To clear offsetting invoices, payments need to be applied against them. However, it’s essential to give these payments the correct accounting period and date so that they are not improperly filtered out as “future” payments. The same principles apply to both client invoices and vendor invoices, but detailed steps for each area are provided below:

HOW TO CLEAR OFFSETTING CLIENT INVOICES FROM THE PRIOR PERIOD AGING

1. Check that the client has a current balance on the aging through today. If not, then add and post a one dollar miscellaneous invoice to temporarily create a balance for this client.

2. Go to Setup > Utilities > Verify/Recover and verify/recover the A/R Account Balance for this client. This will restore the balances to the offsetting A/R invoices so that payments can be applied against them.

3. Go to Accounting > Client Payments. First, add a negative client payment (i.e. negative amount) to clear the negative A/R invoice(s). Debit the suspense account (G/L account # 999998) and credit the A/R control account. Use the same date and period as that on the credit invoice (this ensures the payment is not incorrectly excluded as a “future” payment) . Select only the negative invoice in the distribution window. Save and post the client payment. 

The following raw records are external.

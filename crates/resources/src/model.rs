//! Procedural model construction.
//!
//! Models carry triangle meshes for the rasterizer and, for spheres, an
//! optional analytic [`Sphere`] that the ray tracer intersects directly.

use std::f32::consts::PI;

use bytemuck::{Pod, Zeroable};
use glam::{Mat3, Mat4, Vec2, Vec3, Vec4};

use crate::material::Material;

/// Interleaved vertex as uploaded to the GPU.
///
/// # Memory Layout
///
/// - Offset 0: position (12 bytes)
/// - Offset 12: normal (12 bytes)
/// - Offset 24: texture coordinates (8 bytes)
/// - Offset 32: material index (4 bytes)
/// - Total size: 36 bytes
#[repr(C)]
#[derive(Clone, Copy, Debug, Default, PartialEq, Pod, Zeroable)]
pub struct Vertex {
    pub position: Vec3,
    pub normal: Vec3,
    pub tex_coord: Vec2,
    pub material_index: i32,
}

impl Vertex {
    /// Size of the struct in bytes.
    pub const SIZE: usize = std::mem::size_of::<Self>();
}

/// An analytic sphere intersected by the ray tracing shaders.
#[derive(Clone, Copy, Debug, PartialEq)]
pub struct Sphere {
    pub center: Vec3,
    pub radius: f32,
}

impl Sphere {
    /// Axis-aligned bounding box as `(min, max)`.
    pub fn bounding_box(&self) -> (Vec3, Vec3) {
        (
            self.center - Vec3::splat(self.radius),
            self.center + Vec3::splat(self.radius),
        )
    }
}

/// A model: triangle mesh, materials and an optional procedural sphere.
#[derive(Clone, Debug, Default)]
pub struct Model {
    vertices: Vec<Vertex>,
    indices: Vec<u32>,
    materials: Vec<Material>,
    procedural: Option<Sphere>,
}

impl Model {
    /// Create a model from raw mesh data.
    pub fn new(
        vertices: Vec<Vertex>,
        indices: Vec<u32>,
        materials: Vec<Material>,
        procedural: Option<Sphere>,
    ) -> Self {
        Self {
            vertices,
            indices,
            materials,
            procedural,
        }
    }

    /// Create an axis-aligned box spanning `p0` (min corner) to `p1` (max corner).
    pub fn create_box(p0: Vec3, p1: Vec3, material: Material) -> Self {
        let (x0, y0, z0) = (p0.x, p0.y, p0.z);
        let (x1, y1, z1) = (p1.x, p1.y, p1.z);

        let mut mesh = MeshBuilder::default();
        // +X, -X, +Y, -Y, +Z, -Z, each wound counter-clockwise seen from outside
        mesh.quad(
            [
                Vec3::new(x1, y0, z1),
                Vec3::new(x1, y0, z0),
                Vec3::new(x1, y1, z0),
                Vec3::new(x1, y1, z1),
            ],
            0,
        );
        mesh.quad(
            [
                Vec3::new(x0, y0, z0),
                Vec3::new(x0, y0, z1),
                Vec3::new(x0, y1, z1),
                Vec3::new(x0, y1, z0),
            ],
            0,
        );
        mesh.quad(
            [
                Vec3::new(x0, y1, z1),
                Vec3::new(x1, y1, z1),
                Vec3::new(x1, y1, z0),
                Vec3::new(x0, y1, z0),
            ],
            0,
        );
        mesh.quad(
            [
                Vec3::new(x0, y0, z0),
                Vec3::new(x1, y0, z0),
                Vec3::new(x1, y0, z1),
                Vec3::new(x0, y0, z1),
            ],
            0,
        );
        mesh.quad(
            [
                Vec3::new(x0, y0, z1),
                Vec3::new(x1, y0, z1),
                Vec3::new(x1, y1, z1),
                Vec3::new(x0, y1, z1),
            ],
            0,
        );
        mesh.quad(
            [
                Vec3::new(x1, y0, z0),
                Vec3::new(x0, y0, z0),
                Vec3::new(x0, y1, z0),
                Vec3::new(x1, y1, z0),
            ],
            0,
        );

        mesh.build(vec![material], None)
    }

    /// Create a tessellated sphere.
    ///
    /// When `is_procedural` is set the model also carries an analytic sphere,
    /// which the ray tracer prefers over the tessellated mesh.
    pub fn create_sphere(center: Vec3, radius: f32, material: Material, is_procedural: bool) -> Self {
        const SLICES: u32 = 32;
        const STACKS: u32 = 16;

        let mut vertices = Vec::with_capacity(((STACKS + 1) * (SLICES + 1)) as usize);

        for j in 0..=STACKS {
            let phi = PI * j as f32 / STACKS as f32;
            let y = -phi.cos();
            let ring = phi.sin();

            for i in 0..=SLICES {
                let theta = 2.0 * PI * i as f32 / SLICES as f32;
                let normal = Vec3::new(ring * theta.sin(), y, ring * theta.cos());

                vertices.push(Vertex {
                    position: center + radius * normal,
                    normal,
                    tex_coord: Vec2::new(
                        i as f32 / SLICES as f32,
                        1.0 - j as f32 / STACKS as f32,
                    ),
                    material_index: 0,
                });
            }
        }

        let mut indices = Vec::with_capacity((STACKS * SLICES * 6) as usize);
        for j in 0..STACKS {
            for i in 0..SLICES {
                let i0 = j * (SLICES + 1) + i;
                let i1 = i0 + 1;
                let i2 = i0 + SLICES + 1;
                let i3 = i2 + 1;

                indices.extend_from_slice(&[i0, i1, i2, i2, i1, i3]);
            }
        }

        let procedural = is_procedural.then_some(Sphere { center, radius });
        Self::new(vertices, indices, vec![material], procedural)
    }

    /// Create the five walls and ceiling light of a Cornell box.
    ///
    /// The box spans `[0, scale]` on X and Y and `[-scale, 0]` on Z; every
    /// face points inwards.
    pub fn create_cornell_box(scale: f32) -> Self {
        let s = scale;

        let red = Material::lambertian(Vec4::new(0.65, 0.05, 0.05, 1.0), -1);
        let green = Material::lambertian(Vec4::new(0.12, 0.45, 0.15, 1.0), -1);
        let white = Material::lambertian(Vec4::new(0.73, 0.73, 0.73, 1.0), -1);
        let light = Material::diffuse_light(Vec4::new(15.0, 15.0, 15.0, 1.0), -1);

        let mut mesh = MeshBuilder::default();

        // Floor, ceiling and back wall
        mesh.quad(
            [
                Vec3::new(0.0, 0.0, 0.0),
                Vec3::new(s, 0.0, 0.0),
                Vec3::new(s, 0.0, -s),
                Vec3::new(0.0, 0.0, -s),
            ],
            2,
        );
        mesh.quad(
            [
                Vec3::new(0.0, s, 0.0),
                Vec3::new(0.0, s, -s),
                Vec3::new(s, s, -s),
                Vec3::new(s, s, 0.0),
            ],
            2,
        );
        mesh.quad(
            [
                Vec3::new(0.0, 0.0, -s),
                Vec3::new(s, 0.0, -s),
                Vec3::new(s, s, -s),
                Vec3::new(0.0, s, -s),
            ],
            2,
        );

        // Left (red) and right (green) walls
        mesh.quad(
            [
                Vec3::new(0.0, 0.0, 0.0),
                Vec3::new(0.0, 0.0, -s),
                Vec3::new(0.0, s, -s),
                Vec3::new(0.0, s, 0.0),
            ],
            0,
        );
        mesh.quad(
            [
                Vec3::new(s, 0.0, -s),
                Vec3::new(s, 0.0, 0.0),
                Vec3::new(s, s, 0.0),
                Vec3::new(s, s, -s),
            ],
            1,
        );

        // Ceiling light, just below the ceiling
        let x0 = s * (213.0 / 555.0);
        let x1 = s * (343.0 / 555.0);
        let z0 = -s * (332.0 / 555.0);
        let z1 = -s * (227.0 / 555.0);
        let y = s * (554.0 / 555.0);
        mesh.quad(
            [
                Vec3::new(x0, y, z1),
                Vec3::new(x0, y, z0),
                Vec3::new(x1, y, z0),
                Vec3::new(x1, y, z1),
            ],
            3,
        );

        mesh.build(vec![red, green, white, light], None)
    }

    /// Replace every material of the model with a single one.
    pub fn set_material(&mut self, material: Material) {
        self.materials = vec![material];
        for vertex in &mut self.vertices {
            vertex.material_index = 0;
        }
    }

    /// Apply a transform to every vertex (and to the procedural sphere).
    pub fn transform(&mut self, transform: Mat4) {
        let normal_matrix = Mat3::from_mat4(transform).inverse().transpose();

        for vertex in &mut self.vertices {
            vertex.position = transform.transform_point3(vertex.position);
            vertex.normal = (normal_matrix * vertex.normal).normalize_or_zero();
        }

        if let Some(sphere) = &mut self.procedural {
            let (scale, _, _) = transform.to_scale_rotation_translation();
            sphere.center = transform.transform_point3(sphere.center);
            sphere.radius *= scale.max_element();
        }
    }

    pub fn vertices(&self) -> &[Vertex] {
        &self.vertices
    }

    pub fn indices(&self) -> &[u32] {
        &self.indices
    }

    pub fn materials(&self) -> &[Material] {
        &self.materials
    }

    /// The analytic sphere, if this model is procedural.
    pub fn procedural(&self) -> Option<&Sphere> {
        self.procedural.as_ref()
    }

    /// Get the number of triangles in the mesh.
    pub fn triangle_count(&self) -> usize {
        self.indices.len() / 3
    }
}

/// Accumulates quads into a triangle mesh.
#[derive(Default)]
struct MeshBuilder {
    vertices: Vec<Vertex>,
    indices: Vec<u32>,
}

impl MeshBuilder {
    /// Add a quad whose corners are wound counter-clockwise around its normal.
    fn quad(&mut self, corners: [Vec3; 4], material_index: i32) {
        let [a, b, c, _] = corners;
        let normal = (b - a).cross(c - a).normalize_or_zero();
        let tex_coords = [
            Vec2::new(0.0, 1.0),
            Vec2::new(1.0, 1.0),
            Vec2::new(1.0, 0.0),
            Vec2::new(0.0, 0.0),
        ];

        let base = self.vertices.len() as u32;
        for (position, tex_coord) in corners.into_iter().zip(tex_coords) {
            self.vertices.push(Vertex {
                position,
                normal,
                tex_coord,
                material_index,
            });
        }
        self.indices
            .extend_from_slice(&[base, base + 1, base + 2, base, base + 2, base + 3]);
    }

    fn build(self, materials: Vec<Material>, procedural: Option<Sphere>) -> Model {
        Model::new(self.vertices, self.indices, materials, procedural)
    }
}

4. Repeat step #3 to add a positive client payment to clear the positive A/R invoice(s) using the same G/L accounts as in step #3. Of course, use the date and period that’s on the positive invoice (which may be different from that on the negative invoice). Note: Do not apply the payment to the one dollar invoice if one was used to create a client balance in step #1.

5. Once the offsetting A/R invoices are cleared off the prior period aging, unpost and delete the one dollar miscellaneous invoice if one was entered to create a client balance in step #1.

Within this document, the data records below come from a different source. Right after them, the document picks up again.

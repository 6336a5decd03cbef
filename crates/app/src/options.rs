//! Command line options.

use std::path::PathBuf;

use ash::vk;
use clap::{Parser, ValueEnum};
use tracer_core::{Error, Result};
use tracer_platform::WindowConfig;
use tracer_renderer::RenderSettings;

#[derive(Clone, Copy, Debug, PartialEq, Eq, ValueEnum)]
pub enum PresentMode {
    Immediate,
    Mailbox,
    Fifo,
    FifoRelaxed,
}

impl From<PresentMode> for vk::PresentModeKHR {
    fn from(mode: PresentMode) -> Self {
        match mode {
            PresentMode::Immediate => vk::PresentModeKHR::IMMEDIATE,
            PresentMode::Mailbox => vk::PresentModeKHR::MAILBOX,
            PresentMode::Fifo => vk::PresentModeKHR::FIFO,
            PresentMode::FifoRelaxed => vk::PresentModeKHR::FIFO_RELAXED,
        }
    }
}

/// Progressive path tracer.
#[derive(Clone, Debug, Parser)]
#[command(name = "ray_tracer", version, about)]
pub struct Options {
    /// Run the benchmark and exit when it completes
    #[arg(long)]
    pub benchmark: bool,

    /// Benchmark every scene after the starting one
    #[arg(long = "next-scenes")]
    pub benchmark_next_scenes: bool,

    /// Maximum time spent benchmarking one scene, in seconds
    #[arg(long = "max-time", default_value_t = 600)]
    pub benchmark_max_time: u32,

    /// Index of the scene to start with
    #[arg(long = "scene", default_value_t = 1)]
    pub scene_index: usize,

    /// Samples per pixel per frame
    #[arg(long = "samples", default_value_t = 8)]
    pub samples: u32,

    /// Maximum number of bounces per ray
    #[arg(long = "bounces", default_value_t = 16)]
    pub bounces: u32,

    /// Samples per pixel at which accumulation stops
    #[arg(long = "max-samples", default_value_t = 64 * 1024)]
    pub max_samples: u32,

    #[arg(long, default_value_t = 1280)]
    pub width: u32,

    #[arg(long, default_value_t = 720)]
    pub height: u32,

    #[arg(long)]
    pub fullscreen: bool,

    #[arg(long = "present-mode", value_enum, default_value_t = PresentMode::Fifo)]
    pub present_mode: PresentMode,

    /// Directory holding the fallback texture
    #[arg(long, default_value = "assets")]
    pub assets: PathBuf,
}

impl Options {
    /// Reject values the renderer cannot start with.
    pub fn validate(&self, scene_count: usize) -> Result<()> {
        if self.scene_index >= scene_count {
            return Err(Error::Config(format!(
                "scene index is too high ({} >= {})",
                self.scene_index, scene_count
            )));
        }
        if self.samples == 0 {
            return Err(Error::Config("samples must be at least 1".to_string()));
        }
        if self.bounces == 0 {
            return Err(Error::Config("bounces must be at least 1".to_string()));
        }
        Ok(())
    }

    pub fn render_settings(&self) -> RenderSettings {
        RenderSettings {
            benchmark: self.benchmark,
            benchmark_next_scenes: self.benchmark_next_scenes,
            benchmark_max_time: self.benchmark_max_time,
            scene_index: self.scene_index,
            is_ray_traced: true,
            accumulate_rays: true,
            number_of_samples: self.samples,
            number_of_bounces: self.bounces,
            max_number_of_samples: self.max_samples,
            show_settings: !self.benchmark,
            show_overlay: true,
            ..RenderSettings::default()
        }
    }

    pub fn window_config(&self) -> WindowConfig {
        WindowConfig {
            title: "Ray Tracer".to_string(),
            width: self.width,
            height: self.height,
            fullscreen: self.fullscreen,
            resizable: !self.fullscreen,
        }
    }

    pub fn fallback_texture(&self) -> PathBuf {
        self.assets.join("textures").join("white.png")
    }
}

NOTE: G/L account balances will not be affected through period 12 because the payments will cancel each other out. Though if the negative and positive invoices had different accounting periods, then the payments will have a net impact in those periods because it’s advised in the steps above that the payments match the period of the respective invoice it is paying.

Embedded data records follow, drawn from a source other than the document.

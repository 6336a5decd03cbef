//! Texture loading.

use std::path::Path;

use tracing::info;

use crate::error::{ResourceError, ResourceResult};

/// Texel filtering mode.
#[derive(Clone, Copy, Debug, PartialEq, Eq)]
pub enum Filter {
    Nearest,
    Linear,
}

/// Behaviour of texture coordinates outside `[0, 1]`.
#[derive(Clone, Copy, Debug, PartialEq, Eq)]
pub enum AddressMode {
    Repeat,
    MirroredRepeat,
    ClampToEdge,
    ClampToBorder,
}

/// How a texture is sampled once uploaded.
#[derive(Clone, Copy, Debug, PartialEq)]
pub struct SamplerConfig {
    pub mag_filter: Filter,
    pub min_filter: Filter,
    pub address_mode_u: AddressMode,
    pub address_mode_v: AddressMode,
    pub address_mode_w: AddressMode,
    pub anisotropy_enable: bool,
    pub max_anisotropy: f32,
    pub mip_lod_bias: f32,
    pub min_lod: f32,
    pub max_lod: f32,
}

impl Default for SamplerConfig {
    fn default() -> Self {
        Self {
            mag_filter: Filter::Linear,
            min_filter: Filter::Linear,
            address_mode_u: AddressMode::Repeat,
            address_mode_v: AddressMode::Repeat,
            address_mode_w: AddressMode::Repeat,
            anisotropy_enable: true,
            max_anisotropy: 16.0,
            mip_lod_bias: 0.0,
            min_lod: 0.0,
            max_lod: 0.0,
        }
    }
}

/// A decoded RGBA8 texture and its sampler configuration.
#[derive(Clone, Debug)]
pub struct Texture {
    width: u32,
    height: u32,
    pixels: Vec<u8>,
    sampler: SamplerConfig,
}

impl Texture {
    /// Load and decode an image file into an RGBA8 texture.
    ///
    /// # Errors
    /// Returns [`ResourceError::FileNotFound`] if the path does not exist and
    /// [`ResourceError::Image`] if the file cannot be decoded.
    pub fn load_texture(path: impl AsRef<Path>, sampler: SamplerConfig) -> ResourceResult<Self> {
        let path = path.as_ref();
        if !path.exists() {
            return Err(ResourceError::FileNotFound(path.to_path_buf()));
        }

        let image = image::open(path)?.to_rgba8();
        let (width, height) = image.dimensions();

        info!("Loaded texture '{}' ({}x{})", path.display(), width, height);

        Ok(Self {
            width,
            height,
            pixels: image.into_raw(),
            sampler,
        })
    }

    pub fn width(&self) -> u32 {
        self.width
    }

    pub fn height(&self) -> u32 {
        self.height
    }

    /// Tightly packed RGBA8 texels, row by row.
    pub fn pixels(&self) -> &[u8] {
        &self.pixels
    }

    pub fn sampler(&self) -> &SamplerConfig {
        &self.sampler
    }
}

HOW TO CLEAR OFFSETTING VENDOR INVOICES FROM THE PRIOR PERIOD AGING

1. Check that the vendor has a current balance on the aging through today. If not, then add and post a one dollar overhead invoice to temporarily create a balance for this vendor.

2. Go to Setup > Utilities > Verify/Recover and verify/recover the A/P Account Balance for this vendor . This will restore the balances to the offsetting A/P invoices so that vendor credits can be applied against them.

3. Go to Accounting > Checkbook > Edit > Check Tools > Add Vendor Credit. First, add a negative vendor credit (i.e. negative amount) to clear the negative A/P invoice(s). Credit the suspense account (G/L account # 999998) and debit the A/P control account. Use the same date and period as that on the credit A/P invoice (this ensures the vendor credit is not incorrectly excluded as a “future” payment). Save and post the vendor credit.

4. Repeat step #3 to add a positive vendor credit to clear the positive A/P invoice(s) using the same G/L accounts as in step #3. Of course, use the date and period that’s on the positive invoice (which may be different from that on the negative invoice). Note: Do not apply the vendor credit to the one dollar invoice if one was used to create a vendor balance in step #1.

5. Once the offsetting A/P invoices are cleared off the prior period, unpost and delete the one dollar overhead invoice if one was entered to create a vendor balance in step #1.

NOTE: G/L account balances will not be affected through period 12 because the vendor credits will cancel each other out. Though if the negative and positive invoices had different accounting periods, then the vendor credits will have a net impact in those periods because it’s advised in the steps above that the vendor credits match the period of the respective invoice it is paying.